Bayes’ Theorem

Bayes’ Theorem

Let’s consider an example. Say you have 31 people who play golf. One way to divide up the people is to put them in groups based on whether they hit a golf ball from the “right handed” side or the “left handed” side. Say X1 is group label for the right handed and X2 is for left handed duffers. Another way to divide them up is if they wear a golf glove or not. Say Y1 is for those that wear and Y2 is for those that do not wear a golf glove when they play. Say the following crosstabulation or contingency table results for the 31 people. Y1 Y2 Total X1 5 12 17 X2 10 4 14 Total 15 16 31 From this table we can say something about a variety of probabilities – 20, in fact.

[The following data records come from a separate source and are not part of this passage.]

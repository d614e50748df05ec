use crate::{JsonReader, ReaderOptions, TokenKind};

#[test]
fn skip_lands_on_the_matching_end() {
    let json = br#"{"a": {"x": [1, 2], "y": null}, "b": 3}"#;
    let mut reader = JsonReader::new(json, true, ReaderOptions::default());
    assert!(reader.advance().unwrap()); // {
    assert!(reader.advance().unwrap()); // "a"
    assert!(reader.advance().unwrap()); // inner {
    assert_eq!(reader.token_kind(), TokenKind::StartObject);
    let entry_depth = reader.depth();

    assert!(reader.skip().unwrap());
    assert_eq!(reader.token_kind(), TokenKind::EndObject);
    assert_eq!(reader.depth(), entry_depth - 1);

    assert!(reader.advance().unwrap());
    assert_eq!(reader.token_kind(), TokenKind::PropertyName);
    assert_eq!(reader.value(), b"b");
}

#[test]
fn skip_on_a_property_name_consumes_its_value() {
    let json = br#"{"a": [1, [2, 3]], "b": true}"#;
    let mut reader = JsonReader::new(json, true, ReaderOptions::default());
    assert!(reader.advance().unwrap()); // {
    assert!(reader.advance().unwrap()); // "a"
    assert_eq!(reader.token_kind(), TokenKind::PropertyName);

    assert!(reader.skip().unwrap());
    assert_eq!(reader.token_kind(), TokenKind::EndArray);

    assert!(reader.advance().unwrap());
    assert_eq!(reader.value(), b"b");
}

#[test]
fn skip_on_a_scalar_is_a_no_op() {
    let mut reader = JsonReader::new(b"[7, 8]", true, ReaderOptions::default());
    assert!(reader.advance().unwrap()); // [
    assert!(reader.advance().unwrap()); // 7
    let consumed = reader.consumed();
    assert!(reader.skip().unwrap());
    assert_eq!(reader.token_kind(), TokenKind::Number);
    assert_eq!(reader.consumed(), consumed);
}

#[test]
fn skip_over_a_property_scalar() {
    let mut reader = JsonReader::new(br#"{"a":1,"b":2}"#, true, ReaderOptions::default());
    assert!(reader.advance().unwrap()); // {
    assert!(reader.advance().unwrap()); // "a"
    assert!(reader.skip().unwrap());
    assert_eq!(reader.token_kind(), TokenKind::Number);
    assert_eq!(reader.value(), b"1");
    assert!(reader.advance().unwrap());
    assert_eq!(reader.value(), b"b");
}

#[test]
fn skip_reports_truncated_subtrees() {
    let mut reader = JsonReader::new(br#"[{"a": [1,"#, false, ReaderOptions::default());
    assert!(reader.advance().unwrap()); // [
    assert!(reader.advance().unwrap()); // {
    assert_eq!(reader.token_kind(), TokenKind::StartObject);
    assert!(!reader.skip().unwrap());
}
#![no_main]

use arbitrary::Arbitrary;
use jsonpull::{CommentHandling, JsonReader, ReaderOptions, ReaderState};
use libfuzzer_sys::fuzz_target;

#[derive(Arbitrary, Debug)]
struct Input<'a> {
    data: &'a [u8],
    split: usize,
    mode: u8,
}

fuzz_target!(|input: Input<'_>| {
    let comment_handling = match input.mode % 3 {
        0 => CommentHandling::Disallow,
        1 => CommentHandling::Allow,
        _ => CommentHandling::Skip,
    };
    let options = ReaderOptions {
        comment_handling,
        ..ReaderOptions::default()
    };

    // Whole-buffer pass: must never panic, and every emitted token must
    // keep the cursor invariants.
    let mut reader = JsonReader::new(input.data, true, options);
    let mut whole = Vec::new();
    loop {
        match reader.advance() {
            Ok(true) => {
                assert!(reader.token_start() <= reader.consumed());
                assert!(reader.consumed() <= input.data.len());
                assert!(reader.line() >= 1);
                whole.push((reader.token_kind(), reader.value().to_vec()));
            }
            Ok(false) => break,
            // Malformed input: fine, but then there is nothing to compare.
            Err(_) => return,
        }
    }

    // The same bytes split at an arbitrary point and resumed through a
    // snapshot must produce the identical token stream.
    let split = input.split % (input.data.len() + 1);
    let mut resumed = Vec::new();
    let mut state = ReaderState::default();
    let mut offset = 0;
    let ends = [split, input.data.len()];
    for (i, &end) in ends.iter().enumerate() {
        if end < offset {
            continue;
        }
        let mut reader =
            JsonReader::with_state(&input.data[offset..end], i == 1, options, state);
        while reader
            .advance()
            .expect("a document accepted whole must be accepted split")
        {
            resumed.push((reader.token_kind(), reader.value().to_vec()));
        }
        offset += reader.consumed();
        state = reader.state();
    }
    assert_eq!(whole, resumed);
});
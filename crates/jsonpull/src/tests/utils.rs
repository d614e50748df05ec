use alloc::{string::String, vec::Vec};

use crate::{JsonReader, ReadError, ReaderOptions, ReaderState, TokenKind};

/// Collected form of one token: its kind and payload as text.
pub(crate) type Tok = (TokenKind, String);

/// Drains a reader, collecting every token until the clean end of the
/// document (or a rollback, for non-final buffers).
pub(crate) fn collect(reader: &mut JsonReader<'_>) -> Result<Vec<Tok>, ReadError> {
    let mut out = Vec::new();
    while reader.advance()? {
        out.push((
            reader.token_kind(),
            String::from_utf8(reader.value().to_vec()).unwrap(),
        ));
    }
    Ok(out)
}

pub(crate) fn read_all_with(json: &str, options: ReaderOptions) -> Vec<Tok> {
    let mut reader = JsonReader::new(json.as_bytes(), true, options);
    collect(&mut reader).unwrap()
}

pub(crate) fn read_all(json: &str) -> Vec<Tok> {
    read_all_with(json, ReaderOptions::default())
}

pub(crate) fn read_err_with(json: &str, options: ReaderOptions) -> ReadError {
    let mut reader = JsonReader::new(json.as_bytes(), true, options);
    collect(&mut reader).unwrap_err()
}

pub(crate) fn read_err(json: &str) -> ReadError {
    read_err_with(json, ReaderOptions::default())
}

/// Tokenizes `json` split into segments at the given absolute byte offsets,
/// resuming across segments through state snapshots. Only the last segment
/// is marked final.
pub(crate) fn read_split_with(
    json: &str,
    splits: &[usize],
    options: ReaderOptions,
) -> Result<Vec<Tok>, ReadError> {
    let bytes = json.as_bytes();
    let mut points: Vec<usize> = splits.iter().copied().filter(|&p| p < bytes.len()).collect();
    points.sort_unstable();
    points.dedup();
    points.push(bytes.len());

    let mut out = Vec::new();
    let mut state = ReaderState::default();
    let mut offset = 0;
    let last = points.len() - 1;
    for (idx, &end) in points.iter().enumerate() {
        if end < offset {
            continue;
        }
        let mut reader = JsonReader::with_state(&bytes[offset..end], idx == last, options, state);
        while reader.advance()? {
            out.push((
                reader.token_kind(),
                String::from_utf8(reader.value().to_vec()).unwrap(),
            ));
        }
        offset += reader.consumed();
        state = reader.state();
    }
    Ok(out)
}

pub(crate) fn tok(kind: TokenKind, value: &str) -> Tok {
    (kind, String::from(value))
}
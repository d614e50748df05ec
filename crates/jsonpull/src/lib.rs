//! A forward-only, pull-based, zero-copy UTF-8 JSON tokenizer.
//!
//! [`JsonReader`] scans a borrowed byte buffer and emits one token per
//! [`JsonReader::advance`] call. Token payloads alias the input buffer; the
//! reader never copies or decodes them. Input may arrive in pieces: when the
//! buffer ends mid-token and the block is not final, the reader rewinds to
//! the last committed token and the caller resumes with a larger buffer via
//! a [`ReaderState`] snapshot.

#![no_std]
extern crate alloc;

#[cfg(test)]
extern crate std;

mod bit_stack;
mod error;
mod literal;
mod number;
mod options;
mod reader;
mod state;
mod token;

pub use error::{ErrorKind, ReadError};
pub use number::JsonNumber;
pub use options::{CommentHandling, ReaderOptions};
pub use reader::JsonReader;
pub use state::ReaderState;
pub use token::TokenKind;

#[cfg(test)]
mod tests;
use alloc::vec::Vec;

use crate::token::TokenKind;

/// What the token after a [`TokenKind::Comment`] must do.
///
/// A comment interrupts the dispatcher mid-decision. Most comments sit at an
/// ordinary token boundary and only need the interrupted token kind back;
/// comments directly after a comma additionally pin the next token to a
/// property name or element value so a trailing comma cannot hide behind
/// them.
#[derive(Debug, Clone, Copy, PartialEq, Eq)]
pub(crate) enum CommentResume {
    /// Dispatch as if the previous token were this kind.
    Prev(TokenKind),
    /// A comma inside an object was consumed; a property name is required.
    ObjectMember,
    /// A comma inside an array was consumed; a value is required.
    ArrayElement,
}

impl Default for CommentResume {
    fn default() -> Self {
        Self::Prev(TokenKind::None)
    }
}

/// Resumable parse state captured between buffer segments.
///
/// Returned by [`JsonReader::state`] and consumed by
/// [`JsonReader::with_state`]. Carries everything the tokenizer needs to
/// continue except the buffer itself: the caller supplies the next segment,
/// beginning at the first unconsumed byte of the previous one. Payload
/// slices are deliberately not part of the snapshot; they alias the old
/// buffer and must be copied out before it is released.
///
/// [`JsonReader::state`]: crate::JsonReader::state
/// [`JsonReader::with_state`]: crate::JsonReader::with_state
#[derive(Debug, Clone, PartialEq, Eq)]
pub struct ReaderState {
    pub(crate) word: u64,
    pub(crate) depth: usize,
    pub(crate) spill: Vec<bool>,
    pub(crate) in_object: bool,
    pub(crate) token_kind: TokenKind,
    pub(crate) comment_resume: CommentResume,
    pub(crate) line: usize,
    pub(crate) column: usize,
}

impl Default for ReaderState {
    /// The state of a fresh reader: nothing read, line 1, column 0.
    fn default() -> Self {
        Self {
            word: 0,
            depth: 0,
            spill: Vec::new(),
            in_object: false,
            token_kind: TokenKind::None,
            comment_resume: CommentResume::default(),
            line: 1,
            column: 0,
        }
    }
}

Now, from this table you could very naturally consider the following: 1) Marginal probabilities (using the relative frequency approach to probability – like the prob of X1.) P(X1) = 17/31, P(X2) = 14/17, P(Y1) = 15/31, P(Y2) = 16/31, 2) Conditional probabilities (like probability of X1 given that Y1 has occurred). In columns (like what is prob of being X1 given you have a Y1?) P(X1|Y1) = 5/15 P(X1|Y2) = 12/16 P(X2|Y1) = 10/15 P(X2|Y2) = 4/16 In rows P(Y1|X1) = 5/17 P(Y2|X1) = 12/17 P(Y1|X2) = 10/14 P(Y2|X2) = 4/14

3) Intersections (like what is prob of X1 and Y1) P(X1 ⋂ Y1) = 5/31 (which could have been written P(Y1 X1) P(X2 ⋂ Y1) = 10/31 P(X1 ⋂ Y2) = 12/31 P(X2 ⋂ Y2) = 4/31 4) Unions (like what is prob of X1 or Y1) P(X1 ⋃ Y1) = (5 + 12 + 10)/31 = (17 + 15 – 5)/31 = 27/31 P(X2 ⋃ Y1) = (10 + 4 + 5)/31 = (14 + 15 – 10)/31 = 19/31 P(X1 ⋃ Y2) = (5 + 12 + 4)/31 = (17 + 16 – 12)/31 = 21/31 P(X2 ⋃ Y2) = (10 + 4 + 12)/31 = (14 + 16 – 4)/31 = 26/31 This way says add the totals and subtract the intersection so you only add the overlap once. This way seems more natural – just add the relevant boxes and divide by the grand total

Now, let’s take the crosstabulation and construct the joint probability table by dividing by the grand total of 31. Y1 Y2 Total X1 5/31 12/31 17/31 X2 10/31 4/31 14/31 Total 15/31 16/31 31/31 On the next slide I show what this would be like in general terms. You will note in the joint probability table we have marginal probabilities and intersections.

Y1 Y2 Totals X1 P(X1 ⋂ Y1) P(X1 ⋂ Y2) P(X1) X2 P(X2 ⋂ Y1) P(X2 ⋂ Y2) P(X2) Totals P(Y1) P(Y2) 1.00 Again, from the table we have intersections and marginal probabilities already calculated. To get conditional probabilities and unions from this table we just follow the rules. For conditional probabilities, like prob of X1 given Y1 we have P(X1|Y1) = P(X1 ⋂ Y1)/P(Y1) = (5/31)/(15/31) = 5/15. For unions, like prob of X1 or Y1 we have P(X1 ⋃ Y1) = P(X1) + P(Y1) – P(X1 ⋂ Y1) = 17/31 + 15/31 – 5/31 = 27/31

Notice on slide 5 that, for example, in the Y2 column 12/31 + 4/31 = 16/31. On slide 6 this would be seen as P(X1 ⋂ Y2) + P(X2 ⋂ Y2) = P(Y2). In this example we have seen a whole bunch of information. In fact, you know the raw data and you have seen how we calculate many types of probability. Bayes’ Theorem is just a statement that if we know only some information we can still calculate some of the other parts based on what we know. As an example, say we know P(X1) = 17/31, P(X2) = 14/31, P(Y2|X1) = 12/17, and P(Y2|X2) = 4/14. From this we can calculate P(X1 ⋂ Y2), P(X2 ⋂ Y2), P(Y2), P(X1|Y2), P(X2|Y2).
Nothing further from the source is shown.